CEAL: Worker Justice in El Salvador

Photo: Activists from United Students Against Sweatshops march with CEAL board member Estela Ramírez.

Who is CEAL?

The Center for Labor Studies & Support (CEAL, in Spanish) trains workers how to effectively stand up for their rights on the job, and supports workers' organizations with game-changing research, help navigating the legal system, and assistance in negotiations with local & multinational companies. Their board and staff is made up of worker activists, union organizers and researchers with years of experience building grassroots movements to improve working conditions in the apparel, telecoms, food processing and other industries.

Why support CEAL?

CEAL, located in the capital city of San Salvador, provides a unique and dynamic space for workers and activists to gather, plot out their campaign plans, hold trainings for fellow workers, and practice computer skills. We are raising $1,400 so that Salvadoran workers and their unions continue to have this important space to build grassroots campaigns for economic & social justice.

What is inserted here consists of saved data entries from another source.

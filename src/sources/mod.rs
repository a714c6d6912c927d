//! Configuration source implementations.

mod config_source;
mod env;
mod file;
mod map;
mod properties;
mod provider;
pub mod system;

pub use config_source::{CONFIG_ORDINAL, ConfigSource, ConfigSourceProvider, DEFAULT_ORDINAL};
pub use env::EnvConfigSource;
pub use file::FileConfigSource;
pub use map::MapConfigSource;
pub use properties::PropertiesConfigSource;
pub use provider::PropertiesConfigSourceProvider;
pub use system::SystemPropertySource;

pub(crate) use config_source::ordinal_or;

Why should people in the U.S. care about labor rights in El Salvador?

The largest employers in El Salvador are corporations from the United States: Major U.S. t-shirt and underwear brands employ more workers than any other employer besides the Salvadoran government itself. Workers at these companies and others in the country's private sector are overwhelmingly paid poverty-level wages, and face constant violation of their legal rights, while the companies enjoy near-impunity.

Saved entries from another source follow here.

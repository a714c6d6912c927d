//! Explicit, default and discovered configuration sources.

use crate::context::LoadContext;
use crate::discovery::Discovery;
use crate::error::Result;
use crate::sources::{
    ConfigSource, ConfigSourceProvider, EnvConfigSource, PropertiesConfigSourceProvider,
    SystemPropertySource,
};
use std::sync::Arc;

/// Application-level properties resource picked up by the default sources.
pub const META_INF_MICROPROFILE_CONFIG_PROPERTIES: &str = "META-INF/microprofile-config.properties";

/// Web-application-level properties resource picked up by the default sources.
pub const WEB_INF_MICROPROFILE_CONFIG_PROPERTIES: &str =
    "WEB-INF/classes/META-INF/microprofile-config.properties";

/// Explicitly added sources, in insertion order. Not sorted and not deduplicated.
#[derive(Clone, Default)]
pub(crate) struct SourceRegistry {
    explicit: Vec<Arc<dyn ConfigSource>>,
}

impl SourceRegistry {
    pub(crate) fn new() -> Self {
        Self::default()
    }

    pub(crate) fn extend<I>(&mut self, sources: I)
    where
        I: IntoIterator<Item = Arc<dyn ConfigSource>>,
    {
        self.explicit.extend(sources);
    }

    pub(crate) fn explicit(&self) -> &[Arc<dyn ConfigSource>] {
        &self.explicit
    }
}

/// Environment, system properties, then every bundled properties resource.
pub(crate) fn default_sources(context: &LoadContext) -> Result<Vec<Arc<dyn ConfigSource>>> {
    let mut sources: Vec<Arc<dyn ConfigSource>> = vec![
        Arc::new(EnvConfigSource::new()),
        Arc::new(SystemPropertySource::new()),
    ];

    for resource in [
        META_INF_MICROPROFILE_CONFIG_PROPERTIES,
        WEB_INF_MICROPROFILE_CONFIG_PROPERTIES,
    ] {
        sources.extend(PropertiesConfigSourceProvider::new(resource, true).config_sources(context)?);
    }

    tracing::debug!(count = sources.len(), "assembled default sources");
    Ok(sources)
}

/// Discovered sources followed by the sources of every discovered provider.
pub(crate) fn discover_sources(
    discovery: &dyn Discovery,
    context: &LoadContext,
) -> Result<Vec<Arc<dyn ConfigSource>>> {
    let mut sources = discovery.config_sources(context);
    let direct = sources.len();

    for provider in discovery.config_source_providers(context) {
        sources.extend(provider.config_sources(context)?);
    }

    tracing::debug!(
        direct,
        from_providers = sources.len() - direct,
        "discovered sources"
    );
    Ok(sources)
}

#[cfg(test)]
mod tests {
    use super::*;
    use crate::discovery::StaticDiscovery;
    use crate::sources::MapConfigSource;
    use std::fs;
    use tempfile::TempDir;

    #[test]
    fn test_explicit_keeps_order_and_duplicates() {
        let shared: Arc<dyn ConfigSource> = Arc::new(MapConfigSource::new("shared"));
        let mut registry = SourceRegistry::new();
        registry.extend([
            Arc::clone(&shared),
            Arc::new(MapConfigSource::new("other")) as Arc<dyn ConfigSource>,
            Arc::clone(&shared),
        ]);

        let names: Vec<_> = registry.explicit().iter().map(|s| s.name()).collect();
        assert_eq!(names, vec!["shared", "other", "shared"]);
    }

    #[test]
    fn test_default_sources_without_resources() {
        let sources = default_sources(&LoadContext::new()).unwrap();
        let names: Vec<_> = sources.iter().map(|s| s.name()).collect();
        assert_eq!(names, vec!["EnvConfigSource", "SysPropConfigSource"]);
    }

    #[test]
    fn test_default_sources_pick_up_both_resources() {
        let root = TempDir::new().unwrap();
        for resource in [
            META_INF_MICROPROFILE_CONFIG_PROPERTIES,
            WEB_INF_MICROPROFILE_CONFIG_PROPERTIES,
        ] {
            let path = root.path().join(resource);
            fs::create_dir_all(path.parent().unwrap()).unwrap();
            fs::write(&path, "k=v").unwrap();
        }

        let sources = default_sources(&LoadContext::new().with_root(root.path())).unwrap();
        assert_eq!(sources.len(), 4);
        assert!(sources[2].name().contains("META-INF"));
        assert!(sources[3].name().contains("WEB-INF"));
    }

    #[test]
    fn test_discover_flattens_providers() {
        let root = TempDir::new().unwrap();
        fs::write(root.path().join("plugin.properties"), "p=1").unwrap();

        let discovery = StaticDiscovery::new()
            .with_source(MapConfigSource::new("direct"))
            .with_provider(PropertiesConfigSourceProvider::new("plugin.properties", false));
        let context = LoadContext::new().with_root(root.path());

        let sources = discover_sources(&discovery, &context).unwrap();
        assert_eq!(sources.len(), 2);
        assert_eq!(sources[0].name(), "direct");
        assert_eq!(sources[1].value("p").as_deref(), Some("1"));
    }

    #[test]
    fn test_discover_propagates_provider_errors() {
        let discovery = StaticDiscovery::new()
            .with_provider(PropertiesConfigSourceProvider::new("missing.properties", false));
        assert!(discover_sources(&discovery, &LoadContext::new()).is_err());
    }
}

The Central America Free Trade Agreement, signed by President George W. Bush in 2005, has allowed corporations to reap tremendous profits importing goods tax- and tariff-free, with no meaningful enforcement of labor rights for workers toiling in El Salvador. 10 years later, CAFTA has proven to be another in a long and often bloody history of policies that put U.S. business interests ahead of the Salvadoran people.

In our globalized economy, an injury to one truly is an injury to all. Multinational companies try to pit U.S. workers against workers overseas, competing over who can get the job done the cheapest. We must stand together across borders to demand an economy that works for all of us.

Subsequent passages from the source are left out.